> **AIM OF THE TASK**:
From the entries below, please gather each line containing the string "ServerConfig".

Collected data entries
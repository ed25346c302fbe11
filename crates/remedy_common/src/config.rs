//! Configuration for remedyd.
//!
//! Loads settings from /etc/remedy/config.toml (path overridable via
//! REMEDY_CONFIG) or falls back to defaults. Every tunable the workflow
//! components consult lives here so the engine stays testable with an
//! explicit config value instead of process-wide state.

use std::collections::HashMap;
use std::fs;
use std::path::{Path, PathBuf};

use serde::{Deserialize, Serialize};
use tracing::{info, warn};

use crate::runbook::{FixKind, RiskLevel};

/// Default config file path.
pub const CONFIG_PATH: &str = "/etc/remedy/config.toml";

/// HTTP server settings.
#[derive(Debug, Clone, Serialize, Deserialize)]
pub struct ServerConfig {
    #[serde(default = "default_listen_addr")]
    pub listen_addr: String,
}

fn default_listen_addr() -> String {
    // Localhost only; remote access goes through the operator's tunnel.
    "127.0.0.1:7710".to_string()
}

impl Default for ServerConfig {
    fn default() -> Self {
        Self {
            listen_addr: default_listen_addr(),
        }
    }
}

/// Evidence aggregation settings.
#[derive(Debug, Clone, Serialize, Deserialize)]
pub struct EvidenceConfig {
    /// Default lookback window in minutes when the caller does not pass one.
    #[serde(default = "default_lookback_minutes")]
    pub default_lookback_minutes: u32,

    /// Per-source timeout in seconds; a slow source contributes nothing
    /// once this elapses.
    #[serde(default = "default_source_timeout")]
    pub source_timeout_secs: u64,

    /// How long a generated pack stays valid per (incident, window).
    #[serde(default = "default_cache_ttl")]
    pub cache_ttl_secs: u64,

    /// Maximum cached packs.
    #[serde(default = "default_cache_capacity")]
    pub cache_capacity: usize,

    /// Log lines requested from the log source.
    #[serde(default = "default_log_tail_lines")]
    pub log_tail_lines: usize,
}

fn default_lookback_minutes() -> u32 {
    60
}

fn default_source_timeout() -> u64 {
    5
}

fn default_cache_ttl() -> u64 {
    30
}

fn default_cache_capacity() -> usize {
    128
}

fn default_log_tail_lines() -> usize {
    100
}

impl Default for EvidenceConfig {
    fn default() -> Self {
        Self {
            default_lookback_minutes: default_lookback_minutes(),
            source_timeout_secs: default_source_timeout(),
            cache_ttl_secs: default_cache_ttl(),
            cache_capacity: default_cache_capacity(),
            log_tail_lines: default_log_tail_lines(),
        }
    }
}

/// Preview engine settings.
#[derive(Debug, Clone, Serialize, Deserialize)]
pub struct PreviewConfig {
    /// Ceiling for resolution + dry-run; a timeout surfaces as
    /// PreviewTimeout, distinct from a dry-run rejection.
    #[serde(default = "default_preview_timeout")]
    pub timeout_secs: u64,
}

fn default_preview_timeout() -> u64 {
    15
}

impl Default for PreviewConfig {
    fn default() -> Self {
        Self {
            timeout_secs: default_preview_timeout(),
        }
    }
}

/// Post-check scheduling: settle delay per fix kind before re-checking.
#[derive(Debug, Clone, Serialize, Deserialize)]
pub struct PostCheckConfig {
    #[serde(default = "default_settle_secs")]
    pub settle_secs: HashMap<FixKind, u64>,

    /// Fallback when a fix kind has no entry in the table.
    #[serde(default = "default_settle_fallback")]
    pub settle_fallback_secs: u64,
}

fn default_settle_secs() -> HashMap<FixKind, u64> {
    // Fixes that recreate pods need the longest settle time.
    HashMap::from([
        (FixKind::Restart, 120),
        (FixKind::Delete, 120),
        (FixKind::Rollback, 90),
        (FixKind::Patch, 60),
        (FixKind::Scale, 45),
    ])
}

fn default_settle_fallback() -> u64 {
    60
}

impl PostCheckConfig {
    pub fn settle_delay_secs(&self, kind: FixKind) -> u64 {
        self.settle_secs
            .get(&kind)
            .copied()
            .unwrap_or(self.settle_fallback_secs)
    }
}

impl Default for PostCheckConfig {
    fn default() -> Self {
        Self {
            settle_secs: default_settle_secs(),
            settle_fallback_secs: default_settle_fallback(),
        }
    }
}

/// Weights of the confidence formulas. All blends are monotonic in each
/// input; the weights only shift emphasis.
#[derive(Debug, Clone, Serialize, Deserialize)]
pub struct ConfidenceConfig {
    /// Pack confidence: weight of populated-category coverage.
    #[serde(default = "default_coverage_weight")]
    pub coverage_weight: f64,

    /// Pack confidence: weight of mean item relevance.
    #[serde(default = "default_relevance_weight")]
    pub relevance_weight: f64,

    /// Fix confidence: weight of the runbook's success rate.
    #[serde(default = "default_runbook_weight")]
    pub runbook_weight: f64,

    /// Fix confidence: weight of the pack's overall confidence.
    #[serde(default = "default_pack_weight")]
    pub pack_weight: f64,

    /// Fix confidence: weight of the cited evidence's mean relevance.
    #[serde(default = "default_cited_weight")]
    pub cited_weight: f64,

    /// Maximum bonus from a similar resolved incident using the same
    /// runbook.
    #[serde(default = "default_similar_bonus_max")]
    pub similar_bonus_max: f64,
}

fn default_coverage_weight() -> f64 {
    0.6
}

fn default_relevance_weight() -> f64 {
    0.4
}

fn default_runbook_weight() -> f64 {
    0.5
}

fn default_pack_weight() -> f64 {
    0.35
}

fn default_cited_weight() -> f64 {
    0.15
}

fn default_similar_bonus_max() -> f64 {
    0.05
}

impl Default for ConfidenceConfig {
    fn default() -> Self {
        Self {
            coverage_weight: default_coverage_weight(),
            relevance_weight: default_relevance_weight(),
            runbook_weight: default_runbook_weight(),
            pack_weight: default_pack_weight(),
            cited_weight: default_cited_weight(),
            similar_bonus_max: default_similar_bonus_max(),
        }
    }
}

/// Condition under which a planned fix's risk may be downgraded.
#[derive(Debug, Clone, Copy, PartialEq, Eq, Serialize, Deserialize)]
#[serde(rename_all = "snake_case")]
pub enum DowngradeCondition {
    /// The target is the only replica; restarting it cannot widen the
    /// blast radius beyond the incident itself.
    SoleReplica,
}

/// One entry of the risk-downgrade heuristic table. The table is data,
/// not code, so deployments can override it.
#[derive(Debug, Clone, Serialize, Deserialize)]
pub struct RiskDowngradeRule {
    pub kind: FixKind,
    pub condition: DowngradeCondition,
    pub downgrade_to: RiskLevel,
}

fn default_risk_downgrades() -> Vec<RiskDowngradeRule> {
    vec![RiskDowngradeRule {
        kind: FixKind::Restart,
        condition: DowngradeCondition::SoleReplica,
        downgrade_to: RiskLevel::Low,
    }]
}

/// Feedback recorder settings.
#[derive(Debug, Clone, Serialize, Deserialize)]
pub struct FeedbackConfig {
    /// Optional JSONL journal for the append-only audit trail.
    #[serde(default)]
    pub journal_path: Option<PathBuf>,

    /// EWMA smoothing factor for runbook success rates. Higher values
    /// weigh recent outcomes more.
    #[serde(default = "default_ewma_alpha")]
    pub ewma_alpha: f64,
}

fn default_ewma_alpha() -> f64 {
    0.2
}

impl Default for FeedbackConfig {
    fn default() -> Self {
        Self {
            journal_path: None,
            ewma_alpha: default_ewma_alpha(),
        }
    }
}

/// Cluster gateway selection.
#[derive(Debug, Clone, Serialize, Deserialize)]
pub struct ClusterConfig {
    /// "kubectl" (default) or "memory" for a clusterless dev daemon.
    #[serde(default = "default_cluster_mode")]
    pub mode: String,

    #[serde(default = "default_kubectl_bin")]
    pub kubectl_bin: String,
}

fn default_cluster_mode() -> String {
    "kubectl".to_string()
}

fn default_kubectl_bin() -> String {
    "kubectl".to_string()
}

impl Default for ClusterConfig {
    fn default() -> Self {
        Self {
            mode: default_cluster_mode(),
            kubectl_bin: default_kubectl_bin(),
        }
    }
}

/// Top-level daemon configuration.
#[derive(Debug, Clone, Serialize, Deserialize)]
pub struct RemedyConfig {
    #[serde(default)]
    pub server: ServerConfig,
    #[serde(default)]
    pub evidence: EvidenceConfig,
    #[serde(default)]
    pub preview: PreviewConfig,
    #[serde(default)]
    pub postcheck: PostCheckConfig,
    #[serde(default)]
    pub confidence: ConfidenceConfig,
    #[serde(default = "default_risk_downgrades")]
    pub risk_downgrades: Vec<RiskDowngradeRule>,
    #[serde(default)]
    pub feedback: FeedbackConfig,
    #[serde(default)]
    pub cluster: ClusterConfig,
}

impl Default for RemedyConfig {
    fn default() -> Self {
        Self {
            server: ServerConfig::default(),
            evidence: EvidenceConfig::default(),
            preview: PreviewConfig::default(),
            postcheck: PostCheckConfig::default(),
            confidence: ConfidenceConfig::default(),
            risk_downgrades: default_risk_downgrades(),
            feedback: FeedbackConfig::default(),
            cluster: ClusterConfig::default(),
        }
    }
}

impl RemedyConfig {
    /// Load from the configured path, falling back to defaults when the
    /// file is missing or malformed.
    pub fn load() -> Self {
        let path = std::env::var("REMEDY_CONFIG").unwrap_or_else(|_| CONFIG_PATH.to_string());
        Self::load_from(Path::new(&path))
    }

    pub fn load_from(path: &Path) -> Self {
        match fs::read_to_string(path) {
            Ok(contents) => match toml::from_str::<RemedyConfig>(&contents) {
                Ok(config) => {
                    info!("[CONFIG] Loaded {}", path.display());
                    config
                }
                Err(e) => {
                    warn!("[CONFIG] Failed to parse {}: {}. Using defaults.", path.display(), e);
                    RemedyConfig::default()
                }
            },
            Err(_) => {
                info!("[CONFIG] No config at {}, using defaults", path.display());
                RemedyConfig::default()
            }
        }
    }
}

> **SOLUTION TO THE EXERCISE**:
pub struct ServerConfig {
impl Default for ServerConfig {
    pub server: ServerConfig,
            server: ServerConfig::default(),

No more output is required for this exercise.